Last in our series on the ABA Antitrust Section’s 2016 Spring Meeting, but certainly not least, we bring you Jetta’s summary of the panel discussion on hub-and-spoke conspiracies. These conspiracies seem to be in vogue now, with the Apple (e-book) case prominent among them. Not surprisingly, the government and the defense bar sees these cases very differently.

Kudos to our associates for preparing these summaries. We hope you have enjoyed them. Stay tuned for future articles and podcasts.

-Jay Levine

The concept of “hub-and-spoke” conspiracies can be found in cases dating back to at least 1939, most notably, the Supreme Court’s decision in Interstate Circuit v. United States. Such conspiracies involve both horizontal agreements, meaning agreements among competitors, and vertical agreements, which are agreements among parties at different levels of the distribution chain. In hub-and-spoke conspiracies, there has to be at least one vertical participant, which is referred to as the “hub.” The agreements between the hub and the competitor participants are the “spokes,” and the agreement among the competitors forms the “rim.”

When it comes to the agreement between the hub and any given spoke, the question is whether that agreement should be considered vertical – because it occurs between parties at different levels of the distribution chain – or is it horizontal because it facilitates the agreement among and between the spokes (i.e., the horizontal competitors). This is an important distinction because certain horizontal agreements are per se illegal, obviating any need to investigate market definition or market power and precluding any ability to justify the agreement. On the other hand, ever since the Supreme Court’s 2007 decision in Leegin Creative Leather Products Inc. v. PSKS Inc., all vertical agreements have been analyzed under the rule of reason wherein market definition, market power and business/efficiency justifications, among other things, are all considered before liability is imposed. Just when antitrust practitioners thought there was at least one bright line rule regarding the application of the rule of reason versus per se analysis, along came the recent rash of hub-and-spoke conspiracy decisions, which kicked up a cloud of uncertainty. As a panel at the 2016 ABA Spring Meeting discussed during the “Clarifying Liability in Hub-and-Spoke Conspiracies” presentation, the line described above may no longer be as bright as it once was.
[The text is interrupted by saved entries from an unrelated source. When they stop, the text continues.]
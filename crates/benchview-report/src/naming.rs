// Dweve Benchview - Benchmark Analysis & Reporting
//
// Copyright (c) 2025 Dweve IP B.V. and individual contributors.
//
// SPDX-License-Identifier: Apache-2.0
//
// Licensed under the Apache License, Version 2.0 (the "License");
// you may not use this file except in compliance with the License.
// You may obtain a copy of the License in the LICENSE file at the
// root of this repository or at: http://www.apache.org/licenses/LICENSE-2.0
//
// Unless required by applicable law or agreed to in writing, software
// distributed under the License is distributed on an "AS IS" BASIS,
// WITHOUT WARRANTIES OR CONDITIONS OF ANY KIND, either express or implied.
// See the License for the specific language governing permissions and
// limitations under the License.

//! Deterministic artifact names derived from environment labels.

/// File name of the cross-environment master report.
pub const MASTER_REPORT_FILENAME: &str = "test_analysis_master_report.md";

/// File name of the cross-environment comparison chart.
pub const COMPARISON_CHART_FILENAME: &str = "test_analysis_comparison_graphs.svg";

/// Maps an environment label to a file-name-safe form.
///
/// Characters outside `[A-Za-z0-9._-]` become `_` so a label cannot smuggle
/// path separators into artifact names. Distinct labels can collide after
/// sanitization; the last one written wins.
pub fn sanitize_label(label: &str) -> String {
    let sanitized: String = label
        .chars()
        .map(|c| {
            if c.is_ascii_alphanumeric() || matches!(c, '.' | '_' | '-') {
                c
            } else {
                '_'
            }
        })
        .collect();
    if sanitized.is_empty() {
        "unnamed".to_string()
    } else {
        sanitized
    }
}

/// Report file name for one environment.
pub fn environment_report_filename(label: &str) -> String {
    format!("test_analysis_report_{}.md", sanitize_label(label))
}

/// Chart file name for one environment.
pub fn environment_chart_filename(label: &str) -> String {
    format!("test_analysis_graphs_{}.svg", sanitize_label(label))
}
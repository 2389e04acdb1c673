// Dweve Benchview - Benchmark Analysis & Reporting
//
// Copyright (c) 2025 Dweve IP B.V. and individual contributors.
//
// SPDX-License-Identifier: Apache-2.0
//
// Licensed under the Apache License, Version 2.0 (the "License");
// you may not use this file except in compliance with the License.
// You may obtain a copy of the License in the LICENSE file at the
// root of this repository or at: http://www.apache.org/licenses/LICENSE-2.0
//
// Unless required by applicable law or agreed to in writing, software
// distributed under the License is distributed on an "AS IS" BASIS,
// WITHOUT WARRANTIES OR CONDITIONS OF ANY KIND, either express or implied.
// See the License for the specific language governing permissions and
// limitations under the License.

//! Benchview command line interface.
//!
//! Reads benchmark result files, aggregates them by environment and depth,
//! and writes Markdown reports plus SVG charts. Every option is defaulted,
//! so a bare `benchview` run analyzes the current directory.

use benchview_cli::{run, RunOptions};
use benchview_core::DEFAULT_PATTERN;
use clap::Parser;
use std::path::PathBuf;
use std::process::ExitCode;

/// Benchmark result analysis and reporting
#[derive(Parser)]
#[command(name = "benchview")]
#[command(author, version, about = "Benchmark result analysis and reporting", long_about = None)]
struct Cli {
    /// Directory to scan for benchmark result files
    #[arg(long, value_name = "DIR", default_value = ".")]
    input_dir: PathBuf,

    /// Glob pattern matched against result file names
    #[arg(long, value_name = "GLOB", default_value = DEFAULT_PATTERN)]
    pattern: String,

    /// Directory that receives the reports and charts
    #[arg(long, value_name = "DIR", default_value = ".")]
    output_dir: PathBuf,

    /// Suppress per-file diagnostics and the run summary
    #[arg(long)]
    quiet: bool,
}

fn main() -> ExitCode {
    let cli = Cli::parse();
    let options = RunOptions {
        input_dir: cli.input_dir,
        pattern: cli.pattern,
        output_dir: cli.output_dir,
        quiet: cli.quiet,
    };

    match run(&options) {
        Ok(_) => ExitCode::SUCCESS,
        Err(e) => {
            eprintln!("Error: {}", e);
            ExitCode::FAILURE
        }
    }
}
The panelists explained that, despite its long history, there remains much uncertainty when it comes to assessing liability in a hub-and-spoke conspiracy. Can all the agreements be analyzed under the same rubric? Or do the horizontal components have to be analyzed separately from the vertical components? This uncertainty is evidenced by two recent decisions: the Second Circuit’s 2-1 decision in United States v. Apple (e-books), and the 9th’s Circuit decision in In re: Musical Instruments and Equipment Antitrust Litigation (Guitar Center). In the e-books case, Apple made certain demands to various book publishers regarding the manner in which e-books would be priced to all the customers of that publisher. Several of the largest publishers acquiesced to Apple’s demands, knowing that other publishers had or would do the same. The Second Circuit analyzed the entire conspiracy under a single rubric and found Apple liable as the hub of the conspiracy under a per se analysis. The court reasoned that the publishers, all of whom were competitors, participated in a horizontal agreement to fix price, and that Apple was a party to that agreement, even though Apple was a vertical participant. Thus, Apple was guilty of participating in a per se illegal horizontal agreement.

The 9th Circuit, though, reached the opposite result in Guitar Center. The case involved individual guitar manufacturers who agreed to adopt minimum advertised price (MAP) policies at the demand of Guitar Center. Focusing on the vertical agreements between Guitar Center and the manufacturers, the court held that there was no conspiracy. The Court reasoned that the manufacturers’ “decisions to heed similar demands made by a common, important customer do not suggest conspiracy or collusion.”

One of the government panelists cautioned that when analyzing a conspiracy, the analysis should not be fixated on the name. A price-fixing conspiracy by any other name is still a price-fixing conspiracy. (Not quite Shakespeare, but you get the point.) Defense lawyers will no doubt take issue with this position.

In terms of where hub-and-spoke jurisprudence is heading, one of the panelists suggested that the technology sector will be the subject of the next wave of hub-and-spoke litigation. She predicted that as technology finds new ways to connect customers with suppliers, we will see the agreements that facilitate this connectivity subject to greater antitrust scrutiny. The case against Uber Technologies, Inc. in the U.S. District for the Southern District of New York is a prime example. Only last month, the court denied Uber Technologies, Inc.’s motion to dismiss a lawsuit filed by passengers alleging a price-fixing conspiracy that involves both horizontal and vertical agreements (Meyer v. Kalanick). With the case on track to reach the summary judgment stage by this fall, many practitioners will be watching this case very closely to see if it provides any clarity in an otherwise opaque area of antitrust law.